Lebensraum Bühel
Wir Waldviertler nennen diesen Rückzugslebensraum liebevoll, „Bicherl“. Vielleicht, weil hier im Schatten und im Schutz vor neugierigen Blicken, so manche Beziehung ihren romantischen Anfang genommen hat – in diesem Fall trifft „Rückzug“ auch auf den Menschen zu.
Bühel sind wie von selbst im Nahbereich vieler, oft riesiger Granitblöcke entstanden. Die abgerundeten Restlinge sind zwar attraktive Auffälligkeiten der Landschaft, für die Landwirtschaft jedoch sind sie enorme Hindernisse. Auf der anderen Seite haben sie aber auch die kleinräumige Struktur der Feldflur mitbestimmt. Bühel sind auch in flacheren und nicht so steinigen Bereichen des Waldviertels entstanden. Dort aber mehr im Umkreis feuchter, also ebenfalls schwer zu bewirtschaftender Stellen. Allerdings war hier die „Flurbereinigung“ ohne hinderliche Steinriesen leichter möglich und hat empfindlich ausgeräumt.
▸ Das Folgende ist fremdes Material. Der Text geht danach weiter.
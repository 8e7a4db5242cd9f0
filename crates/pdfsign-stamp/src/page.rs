//! Document pages and the annotations they host.

use pdfsign_core::{AnnotationIdentity, Rect, Result, Size};

use crate::annotation::DocumentAnnotation;
use crate::render::GraphicsContext;

/// Annotation that did not come from this crate (form fields, ink, links...).
/// Only its identity tag and bounds are known.
#[derive(Debug, Clone, PartialEq)]
pub struct MarkupAnnotation {
    pub identity: Option<AnnotationIdentity>,
    pub bounds: Rect,
}

impl MarkupAnnotation {
    pub fn new(bounds: Rect) -> Self {
        Self {
            identity: None,
            bounds,
        }
    }
}

/// Any annotation a page can carry.
#[derive(Debug, Clone)]
pub enum PageAnnotation {
    Stamp(DocumentAnnotation),
    Markup(MarkupAnnotation),
}

impl PageAnnotation {
    pub fn identity(&self) -> Option<&AnnotationIdentity> {
        match self {
            PageAnnotation::Stamp(stamp) => Some(stamp.identity()),
            PageAnnotation::Markup(markup) => markup.identity.as_ref(),
        }
    }

    pub fn bounds(&self) -> Rect {
        match self {
            PageAnnotation::Stamp(stamp) => stamp.bounds(),
            PageAnnotation::Markup(markup) => markup.bounds,
        }
    }

    pub fn as_stamp(&self) -> Option<&DocumentAnnotation> {
        match self {
            PageAnnotation::Stamp(stamp) => Some(stamp),
            PageAnnotation::Markup(_) => None,
        }
    }

    pub fn as_stamp_mut(&mut self) -> Option<&mut DocumentAnnotation> {
        match self {
            PageAnnotation::Stamp(stamp) => Some(stamp),
            PageAnnotation::Markup(_) => None,
        }
    }
}

impl From<DocumentAnnotation> for PageAnnotation {
    fn from(stamp: DocumentAnnotation) -> Self {
        PageAnnotation::Stamp(stamp)
    }
}

impl From<MarkupAnnotation> for PageAnnotation {
    fn from(markup: MarkupAnnotation) -> Self {
        PageAnnotation::Markup(markup)
    }
}

/// One page of a document: media size in points, intrinsic rotation and the
/// annotations drawn on top, in insertion order.
#[derive(Debug, Clone)]
pub struct DocumentPage {
    index: usize,
    size: Size,
    rotation: f64,
    annotations: Vec<PageAnnotation>,
}

impl DocumentPage {
    pub fn new(index: usize, size: Size) -> Self {
        Self {
            index,
            size,
            rotation: 0.0,
            annotations: Vec::new(),
        }
    }

    /// Sets the intrinsic rotation, snapped to the nearest quarter turn.
    pub fn with_rotation(mut self, degrees: f64) -> Self {
        self.rotation = ((degrees / 90.0).round() * 90.0).rem_euclid(360.0);
        self
    }

    pub fn index(&self) -> usize {
        self.index
    }

    pub fn size(&self) -> Size {
        self.size
    }

    /// Page-space rectangle covered by the media box.
    pub fn bounds(&self) -> Rect {
        Rect::new(0.0, 0.0, self.size.width, self.size.height)
    }

    pub fn rotation(&self) -> f64 {
        self.rotation
    }

    pub fn annotations(&self) -> &[PageAnnotation] {
        &self.annotations
    }

    pub fn add_annotation(&mut self, annotation: impl Into<PageAnnotation>) {
        let annotation = annotation.into();
        tracing::trace!(
            "Page {}: adding annotation {:?}",
            self.index,
            annotation.identity().map(AnnotationIdentity::as_str)
        );
        self.annotations.push(annotation);
    }

    /// Removes the first annotation tagged with `identity`.
    pub fn remove_annotation(&mut self, identity: &AnnotationIdentity) -> Option<PageAnnotation> {
        let position = self
            .annotations
            .iter()
            .position(|a| a.identity() == Some(identity))?;
        Some(self.annotations.remove(position))
    }

    /// Image stamps in page order, skipping foreign markup.
    pub fn stamps(&self) -> impl Iterator<Item = &DocumentAnnotation> {
        self.annotations.iter().filter_map(PageAnnotation::as_stamp)
    }

    pub fn stamp(&self, identity: &AnnotationIdentity) -> Option<&DocumentAnnotation> {
        self.stamps().find(|s| s.identity() == identity)
    }

    pub fn stamp_mut(&mut self, identity: &AnnotationIdentity) -> Option<&mut DocumentAnnotation> {
        self.annotations
            .iter_mut()
            .filter_map(PageAnnotation::as_stamp_mut)
            .find(|s| s.identity() == identity)
    }

    /// True when any stamp has a pending redraw request.
    pub fn needs_display(&self) -> bool {
        self.stamps().any(DocumentAnnotation::needs_display)
    }

    /// Clears every pending redraw request. Returns how many were pending.
    pub fn mark_displayed(&mut self) -> usize {
        self.annotations
            .iter_mut()
            .filter_map(PageAnnotation::as_stamp_mut)
            .map(DocumentAnnotation::take_needs_display)
            .filter(|pending| *pending)
            .count()
    }

    /// Draws every stamp in page order.
    pub fn draw<C>(&self, ctx: &mut C) -> Result<()>
    where
        C: GraphicsContext + ?Sized,
    {
        for stamp in self.stamps() {
            stamp.draw(ctx, self.rotation)?;
        }
        Ok(())
    }
}
//! Sign view coordinator.
//!
//! `SignView` owns the document viewer (and through it the pages and their
//! stamps) plus one overlay control per placed signature. Stamps and overlays
//! never reference each other: the annotation identity is the only join key,
//! and every lookup happens on demand.
//!
//! Taps select a stamp by hit-testing its rotated view-space bounds; pans are
//! routed to the overlay under the finger; overlay events are converted from
//! view space into the current page's space and applied to the stamp.

use std::sync::Arc;

use image::RgbaImage;
use pdfsign_core::constants::{HANDLE_INSET, HIT_TEST_INSET};
use pdfsign_core::{rotate_rect, AnnotationIdentity, Point, Rect, RenderError, Result};

use crate::annotation::DocumentAnnotation;
use crate::overlay::{GesturePhase, HandleKind, OverlayControl, OverlayEvents, OverlayListener};
use crate::render::{self, SignatureImage};
use crate::viewer::DocumentViewer;

/// Interaction tuning for a sign view.
#[derive(Debug, Clone, Copy, PartialEq)]
pub struct SignViewOptions {
    /// Margin around a stamp's rotated bounds that still selects it.
    pub hit_test_inset: f64,
    /// Overlay inset; handles are three insets wide.
    pub handle_inset: f64,
}

impl Default for SignViewOptions {
    fn default() -> Self {
        Self {
            hit_test_inset: HIT_TEST_INSET,
            handle_inset: HANDLE_INSET,
        }
    }
}

/// What an in-progress pan is driving.
#[derive(Debug, Clone, Copy, PartialEq, Eq)]
enum PanTarget {
    Rotate,
    Move,
}

pub struct SignView<V: DocumentViewer> {
    viewer: V,
    overlays: Vec<OverlayControl>,
    page_original_scale: f64,
    options: SignViewOptions,
    active_pan: Option<(AnnotationIdentity, PanTarget)>,
}

impl<V: DocumentViewer> SignView<V> {
    pub fn new(viewer: V, options: SignViewOptions) -> Self {
        let page_original_scale = viewer.scale_factor();
        Self {
            viewer,
            overlays: Vec::new(),
            page_original_scale,
            options,
            active_pan: None,
        }
    }

    pub fn viewer(&self) -> &V {
        &self.viewer
    }

    pub fn viewer_mut(&mut self) -> &mut V {
        &mut self.viewer
    }

    pub fn options(&self) -> &SignViewOptions {
        &self.options
    }

    pub fn overlays(&self) -> &[OverlayControl] {
        &self.overlays
    }

    pub fn overlay(&self, identity: &AnnotationIdentity) -> Option<&OverlayControl> {
        self.overlays.iter().find(|o| o.identity() == identity)
    }

    fn overlay_mut(&mut self, identity: &AnnotationIdentity) -> Option<&mut OverlayControl> {
        self.overlays.iter_mut().find(|o| o.identity() == identity)
    }

    /// Overlays currently shown.
    pub fn visible_overlays(&self) -> impl Iterator<Item = &OverlayControl> {
        self.overlays.iter().filter(|o| !o.is_hidden())
    }

    /// Zoom the viewer returns to when a stamp is selected.
    pub fn page_original_scale(&self) -> f64 {
        self.page_original_scale
    }

    /// Places `image` at the origin of the current page at its natural size and
    /// shows an overlay for it, hiding the others.
    ///
    /// Returns `Ok(None)` when the document has no current page.
    pub fn place_signature(
        &mut self,
        image: impl Into<Arc<SignatureImage>>,
    ) -> Result<Option<AnnotationIdentity>> {
        let image = image.into();
        let Some(page_index) = self.viewer.current_page() else {
            tracing::debug!("No current page, signature not placed");
            return Ok(None);
        };

        let size = image.size();
        let bounds = Rect::new(0.0, 0.0, size.width, size.height);
        let identity = AnnotationIdentity::generate();
        let stamp = DocumentAnnotation::new(identity.clone(), bounds, image)?;

        let Some(frame) = self.viewer.convert_rect_from_page(bounds, page_index) else {
            tracing::debug!("Page {} cannot be converted to view space", page_index);
            return Ok(None);
        };
        let Some(page) = self.viewer.page_mut(page_index) else {
            return Ok(None);
        };
        page.add_annotation(stamp);

        self.hide_overlays();
        self.overlays.push(OverlayControl::new(
            frame,
            identity.clone(),
            self.options.handle_inset,
        ));
        tracing::info!("Placed signature {} on page {}", identity, page_index);
        Ok(Some(identity))
    }

    /// First stamp on `page_index` whose rotated view-space bounds, grown by
    /// `inset`, contain the view-space `point`.
    pub fn find_annotation(
        &self,
        page_index: usize,
        point: Point,
        inset: f64,
    ) -> Option<AnnotationIdentity> {
        let page = self.viewer.page(page_index)?;
        page.stamps()
            .find(|stamp| {
                self.viewer
                    .convert_rect_from_page(stamp.bounds(), page_index)
                    .map(|view| rotate_rect(&view, stamp.angle()).inset_by(-inset, -inset))
                    .is_some_and(|area| area.contains(&point))
            })
            .map(|stamp| stamp.identity().clone())
    }

    /// Rotated view-space bounds of a stamp.
    fn stamp_view_bounds(&self, page_index: usize, identity: &AnnotationIdentity) -> Option<Rect> {
        let stamp = self.viewer.page(page_index)?.stamp(identity)?;
        let view = self
            .viewer
            .convert_rect_from_page(stamp.bounds(), page_index)?;
        Some(rotate_rect(&view, stamp.angle()))
    }

    /// Handles a single tap in view space.
    ///
    /// A tap on a visible close handle closes that overlay. Otherwise the
    /// stamp under the tap is selected: the zoom returns to the page's
    /// original scale and the stamp's overlay is centered on it and shown
    /// alone. Returns the selected identity.
    pub fn handle_tap(&mut self, point: Point) -> Option<AnnotationIdentity> {
        let closing = self
            .visible_overlays()
            .find(|o| o.hit_handle(point) == Some(HandleKind::Close))
            .map(|o| o.identity().clone());
        if let Some(identity) = closing {
            self.close_overlay(&identity);
            return None;
        }

        let page_index = self.viewer.page_at(point, true)?;
        let identity = self.find_annotation(page_index, point, self.options.hit_test_inset)?;
        tracing::debug!("Tap selected {} on page {}", identity, page_index);

        if self.viewer.current_page() != Some(page_index) {
            self.go_to_page(page_index);
        }
        self.viewer.set_scale_factor(self.page_original_scale);
        self.show_annotation(page_index, &identity);
        Some(identity)
    }

    /// Centers the overlay for `identity` on its stamp and shows it alone.
    pub fn show_annotation(&mut self, page_index: usize, identity: &AnnotationIdentity) -> bool {
        let Some(area) = self.stamp_view_bounds(page_index, identity) else {
            tracing::debug!("No stamp {} on page {}", identity, page_index);
            return false;
        };
        let Some(overlay) = self.overlay_mut(identity) else {
            tracing::debug!("No overlay for {}", identity);
            return false;
        };
        overlay.set_center(area.center());
        overlay.set_hidden(false);

        for other in self.overlays.iter_mut().filter(|o| o.identity() != identity) {
            other.set_hidden(true);
        }
        true
    }

    /// Gesture arbitration: a touch on a stamp belongs to the overlay, so the
    /// viewer's own gestures must not wait for it. Any other touch dismisses
    /// every overlay.
    pub fn should_require_failure(&mut self, point: Point) -> bool {
        let on_stamp = self
            .viewer
            .page_at(point, true)
            .and_then(|page| self.find_annotation(page, point, self.options.hit_test_inset))
            .is_some();
        if on_stamp {
            return false;
        }
        self.hide_overlays();
        true
    }

    pub fn hide_overlays(&mut self) {
        for overlay in &mut self.overlays {
            overlay.set_hidden(true);
        }
    }

    /// Recaptures the zoom after the viewer moved to another page.
    pub fn page_changed(&mut self) {
        self.page_original_scale = self.viewer.scale_factor();
        tracing::trace!("Page original scale now {}", self.page_original_scale);
    }

    pub fn go_to_page(&mut self, index: usize) -> bool {
        let changed = self.viewer.go_to_page(index);
        if changed {
            self.page_changed();
        }
        changed
    }

    /// Routes a pan to the visible overlay under the touch.
    ///
    /// `Began` picks the target: the rotate handle starts a rotate gesture,
    /// the body starts a move. Later phases go to the same target. Returns
    /// whether an overlay consumed the sample.
    pub fn handle_pan(&mut self, phase: GesturePhase, point: Point) -> bool {
        if phase == GesturePhase::Began {
            let hit = self.visible_overlays().find_map(|o| {
                let target = match o.hit_handle(point) {
                    Some(HandleKind::Rotate) => PanTarget::Rotate,
                    _ if o.contains(point) => PanTarget::Move,
                    _ => return None,
                };
                Some((o.identity().clone(), target))
            });
            self.active_pan = hit;
        }

        let Some((identity, target)) = self.active_pan.clone() else {
            return false;
        };
        if matches!(phase, GesturePhase::Ended | GesturePhase::Cancelled) {
            self.active_pan = None;
        }

        match target {
            PanTarget::Rotate => self.rotate_overlay(&identity, phase, point),
            PanTarget::Move => self.move_overlay(&identity, phase, point),
        }
    }

    /// Drives the rotate handle of the overlay for `identity`.
    pub fn rotate_overlay(
        &mut self,
        identity: &AnnotationIdentity,
        phase: GesturePhase,
        touch: Point,
    ) -> bool {
        let Some(overlay) = self.overlay_mut(identity) else {
            tracing::debug!("No overlay for {}", identity);
            return false;
        };
        let events = overlay.rotate_gesture(phase, touch);
        self.dispatch(identity, events);
        true
    }

    /// Drives the body drag of the overlay for `identity`.
    pub fn move_overlay(
        &mut self,
        identity: &AnnotationIdentity,
        phase: GesturePhase,
        touch: Point,
    ) -> bool {
        let Some(overlay) = self.overlay_mut(identity) else {
            tracing::debug!("No overlay for {}", identity);
            return false;
        };
        let events = overlay.move_gesture(phase, touch);
        self.dispatch(identity, events);
        true
    }

    /// Closes the overlay for `identity` and removes its stamp.
    pub fn close_overlay(&mut self, identity: &AnnotationIdentity) -> bool {
        let Some(position) = self.overlays.iter().position(|o| o.identity() == identity) else {
            tracing::debug!("No overlay for {}", identity);
            return false;
        };
        let overlay = self.overlays.remove(position);
        if self.active_pan.as_ref().is_some_and(|(id, _)| id == identity) {
            self.active_pan = None;
        }
        self.dispatch(identity, overlay.close());
        true
    }

    fn dispatch(&mut self, identity: &AnnotationIdentity, events: OverlayEvents) {
        let mut sync = AnnotationSync {
            viewer: &mut self.viewer,
        };
        for event in &events {
            event.dispatch(identity, &mut sync);
        }
    }

    /// Renders page `index` with its stamps and clears their redraw requests.
    pub fn render_page(&mut self, index: usize, scale: f64) -> Result<RgbaImage> {
        let page = self
            .viewer
            .page(index)
            .ok_or(RenderError::PageNotFound { index })?;
        let image = render::render_page(page, scale)?;
        if let Some(page) = self.viewer.page_mut(index) {
            let redrawn = page.mark_displayed();
            tracing::debug!("Rendered page {} ({} stamps updated)", index, redrawn);
        }
        Ok(image)
    }
}

/// Applies overlay events to the stamps of the viewer's current page.
struct AnnotationSync<'a, V: DocumentViewer> {
    viewer: &'a mut V,
}

impl<V: DocumentViewer> AnnotationSync<'_, V> {
    fn current_stamp(&mut self, identity: &AnnotationIdentity) -> Option<&mut DocumentAnnotation> {
        let Some(index) = self.viewer.current_page() else {
            tracing::debug!("No current page for {}", identity);
            return None;
        };
        let stamp = self
            .viewer
            .page_mut(index)
            .and_then(|page| page.stamp_mut(identity));
        if stamp.is_none() {
            tracing::debug!("No stamp {} on page {}", identity, index);
        }
        stamp
    }
}

impl<V: DocumentViewer> OverlayListener for AnnotationSync<'_, V> {
    fn on_move(&mut self, identity: &AnnotationIdentity, center: Point) {
        let Some(index) = self.viewer.current_page() else {
            return;
        };
        let Some(page_point) = self.viewer.convert_point_to_page(center, index) else {
            return;
        };
        if let Some(stamp) = self.current_stamp(identity) {
            stamp.set_center(page_point);
        }
    }

    fn on_scale(&mut self, identity: &AnnotationIdentity, scale: f64) {
        if let Some(stamp) = self.current_stamp(identity) {
            stamp.set_scale(scale);
        }
    }

    /// View space is y-down and page space y-up, so the angle flips sign.
    fn on_rotate(&mut self, identity: &AnnotationIdentity, degrees: f64) {
        if let Some(stamp) = self.current_stamp(identity) {
            stamp.set_angle(-degrees);
        }
    }

    fn on_close(&mut self, identity: &AnnotationIdentity) {
        let removed = self
            .viewer
            .current_page()
            .and_then(|index| self.viewer.page_mut(index))
            .and_then(|page| page.remove_annotation(identity));
        if removed.is_none() {
            tracing::debug!("Close: no annotation {} on current page", identity);
        }
    }
}
use crate::common::{signature, single_page_view, INK};
use image::Rgba;
use pdfsign_core::{Point, Size};
use pdfsign_stamp::{
    render_page, DocumentPage, DocumentViewer, PagedViewer, SignView, SignViewOptions,
    SignatureImage,
};
use tempfile::TempDir;

const WHITE: [u8; 4] = [255, 255, 255, 255];

#[test]
fn rendered_page_shows_stamp_where_it_lies() {
    let mut view = single_page_view();
    let id = view.place_signature(signature(100, 50)).unwrap().unwrap();
    assert!(view.viewer().page(0).unwrap().needs_display());

    let image = view.render_page(0, 1.0).unwrap();
    assert_eq!(image.dimensions(), (400, 300));
    // Page-space (0, 0, 100, 50) is the bottom-left corner of the bitmap.
    assert_eq!(image.get_pixel(50, 275).0, INK);
    assert_eq!(image.get_pixel(300, 20).0, WHITE);
    assert!(!view.viewer().page(0).unwrap().needs_display());
    assert!(view.viewer().page(0).unwrap().stamp(&id).is_some());
}

#[test]
fn rendering_honors_stamp_angle() {
    let mut view = single_page_view();
    let id = view.place_signature(signature(100, 50)).unwrap().unwrap();
    let stamp = view
        .viewer_mut()
        .page_mut(0)
        .unwrap()
        .stamp_mut(&id)
        .unwrap();
    stamp.set_center(Point::new(200.0, 150.0));
    stamp.set_angle(90.0);

    // Upright the stamp spans x 150..250; turned it spans x 175..225, y 100..200.
    let image = view.render_page(0, 1.0).unwrap();
    assert_eq!(image.get_pixel(200, 110).0, INK);
    assert_eq!(image.get_pixel(240, 150).0, WHITE);
}

#[test]
fn rendering_adds_page_rotation() {
    let page = DocumentPage::new(0, Size::new(400.0, 300.0)).with_rotation(90.0);
    let mut view = SignView::new(PagedViewer::new(vec![page]), SignViewOptions::default());
    let id = view.place_signature(signature(100, 50)).unwrap().unwrap();
    view.viewer_mut()
        .page_mut(0)
        .unwrap()
        .stamp_mut(&id)
        .unwrap()
        .set_center(Point::new(200.0, 150.0));

    let image = render_page(view.viewer().page(0).unwrap(), 1.0).unwrap();
    assert_eq!(image.get_pixel(200, 110).0, INK);
    assert_eq!(image.get_pixel(240, 150).0, WHITE);
}

#[test]
fn render_scale_sizes_the_bitmap() {
    let mut view = single_page_view();
    view.place_signature(signature(100, 50)).unwrap();
    let image = view.render_page(0, 2.0).unwrap();
    assert_eq!(image.dimensions(), (800, 600));
    assert_eq!(image.get_pixel(100, 550).0, INK);
}

#[test]
fn signature_survives_png_round_trip() {
    let dir = TempDir::new().unwrap();
    let path = dir.path().join("signature.png");
    signature(30, 10).pixels().save(&path).unwrap();

    let loaded = SignatureImage::open(&path).unwrap();
    assert_eq!(loaded.size(), Size::new(30.0, 10.0));
    assert_eq!(*loaded.pixels().get_pixel(0, 0), Rgba(INK));
}

#[test]
fn open_reports_missing_file() {
    let dir = TempDir::new().unwrap();
    assert!(SignatureImage::open(&dir.path().join("absent.png")).is_err());
}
Neben Feldrain und Hecke prägen Bühel ganz besonders den einmaligen Reiz des nordwestlichen Waldviertels. Sie erzeugen die außergewöhnliche Ausstrahlung einer offenen parkartigen Landschaft. Schon am Beginn ihrer Entstehung fehlt die bestimmende menschliche Hand. Scheinbar ohne Ordnung keimt und wächst hier alles, was die Natur zu bieten hat. Obwohl früher beweidet und gemäht wurde, bis heute Gehölze genutzt werden, ist der Artenreichtum enorm. Still und heimlich behauptete sich hier ein Hauch der Urlandschaft.
Bühel zeigen außerdem wie Naturwälder ausgesehen haben könnten. Im Bühel kann man erkennen, was unseren heutigen Forsten fehlt. Gegenwärtig zeigen Klimawandel und Borkenkäfer, wie notwendig die Stabilität eines artenreichen Mischwaldes wäre. Die Forstwirte beginnen gerade umzudenken. Aber auch Gartenbesitzer, die in Büheln, Hecken und Waldrändern den Lehrmeister Natur erkennen, pflanzen an Stelle der Thujen- und Silberfichteneinfalt heimische Gewächse. Schüler haben in einem „Bicherl“ der Blockheide 20 Arten von verholzenden Gewächsen entdeckt: Hängebirke, Stieleiche, Rotföhre, Eberesche, Salweide, Zitterpappel, Wildbirne, Traubenkirsche, Heckenrose, Wacholder, Haselnuss, Schlehdorn, Kreuzdorn, Faulbaum, Roter Holunder, Schwarzer Holunder, Himbeere, Brombeere, Heidelbeere und Preiselbeere.
Pflanzen und Tiere finden im Bühel ein reiches Angebot verschiedenartiger Lebensbedingungen. In der Kernzone des Bühels lebt es sich anders als in den Randbereichen. Herrschen im Inneren eher die Verhältnisse des dunklen, feuchten Waldes vor, sind die Randzonen lichtdurchflutet und trocken. Bühel bieten im Unterschied zur Hecke auch größeren Säugetieren gute Versteckmöglichkeiten. In vielen Ökosystemleistungen stimmen sie mit der Hecke überein (siehe Hecke). Meistens sind beide auch eng miteinander verzahnt.
Gestatten Sie mir die herausragenden Eigenschaften von Bühel, Hecke und Feldrain zu komprimieren: Ihre Artenvielfalt ist überwältigend. Lässt man ihre Existenz zu, erzeugen sie ein Netzwerk, das Korridore für den Genaustausch vieler Arten schafft. Sie erfüllen eine Landschaft mit Leben und Schönheit.